*** Opening TASK DATA ***

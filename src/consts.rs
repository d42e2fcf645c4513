//! Shared numeric constants for the rack model.

use crate::units::InternalUnit;

// ── Unit arithmetic ─────────────────────────────────────────────

/// Internal units per rack unit. LCM of 2 (half-U devices) and 3 (holes per U).
pub const UNITS_PER_U: InternalUnit = 6;

/// Distance between mounting holes in internal units. Placement positions snap to this.
pub const HOLE_GRANULARITY: InternalUnit = 2;

/// Smallest device height in internal units (0.5U).
pub const MIN_DEVICE_HEIGHT: InternalUnit = 3;

/// Largest device height accepted for a device type, in rack units.
pub const MAX_DEVICE_HEIGHT_U: f64 = 100.0;

// ── Racks ───────────────────────────────────────────────────────

/// Height given to new racks when none is configured.
pub const DEFAULT_RACK_HEIGHT: u32 = 42;

/// Upper bound on rack height in rack units.
pub const MAX_RACK_HEIGHT: u32 = 100;

// ── History ─────────────────────────────────────────────────────

/// Number of commands kept on the undo stack before the oldest is evicted.
pub const DEFAULT_HISTORY_DEPTH: usize = 50;

// ── Files ───────────────────────────────────────────────────────

/// Layout format version written into saved files.
pub const LAYOUT_FORMAT_VERSION: &str = "1.0";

*** Closing TASK DATA ***

EXERCISE. Extract from the listing above the lines between the line containing "pub const HOLE_GRANULARITY: InternalUnit = 2;" and the line containing "type, in rack units.", keeping both of those lines. Output nothing else.

TASK OUTPUT.
pub const HOLE_GRANULARITY: InternalUnit = 2;

/// Smallest device height in internal units (0.5U).
pub const MIN_DEVICE_HEIGHT: InternalUnit = 3;

/// Largest device height accepted for a device type, in rack units.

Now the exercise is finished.